Valiantly fighting our way through blackberries covering the entrance, we went into the cave, made seats in the mud and readied ourselves for Corey’s presentation. The presentation raised questions like, “Why are caves important?”, “What animals and food sources can be found in caves?” and “Do caver crumbs count as a food source?”. Answers were discussed and written down on small cards with highlighter.
From this point, we started exploring the cave. Starting from a relatively easy entrance, the difficulty steadily increased, as did the features to be seen. Stalactites, stalactites, columns and straws. Cafe graffiti dated to the 1970s. Long, slippery, muddy inclines we needed to pull each other up. A tunnel filled with water to crawl through, and an even tighter tunnel you need to crawl through on your back. Sleeping bats. A sump which stretches further than can be seen. And in the final chamber, cave bacon to replenish us.

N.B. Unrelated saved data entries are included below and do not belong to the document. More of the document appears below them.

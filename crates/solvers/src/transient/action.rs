/// Control actions supported by the integrators.
#[derive(Debug, Clone, Copy, PartialEq, Eq)]
pub enum Action {
    /// Stop integrating and return the trajectory so far.
    StopEarly,
}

Leaving the warmth of the cave, we proceeded to have lunch and take part in the next half of Corey’s presentation, where we were able to experiment with chemicals to observe how various rocks dissolve. For those of you playing along at home, chalk and vinegar is a highly recommended combination.
From this point, we split into groups to explore different caves. There was an abandoned mineshaft, which was easy to get through, and which looked awesome. We tried finding a cave called Fox Hole (MF12) on our maps. We found this, and in the process at least three of us climbed down a wombat hole thinking that we had the right one. Ed: It’s Mount Fairy, the wombat holes and caves are interchangeable!
For our last cave, we climbed a mountain and saw a hole in the ground. To get through this, we threw a ladder into the hole and began to climb. At the base, there was a good series of chambers with very bright cave formations. With this cave however, the real challenge was getting out. As it turns out, climbing up a swinging ladder through a narrow gap is much harder than climbing down. Nonetheless, we were all successful, and to the best of our knowledge nobody was left behind in the cave.
The caving being complete for the day, from here we returned to the carpark, sorted out our gear and began the drive back to Canberra.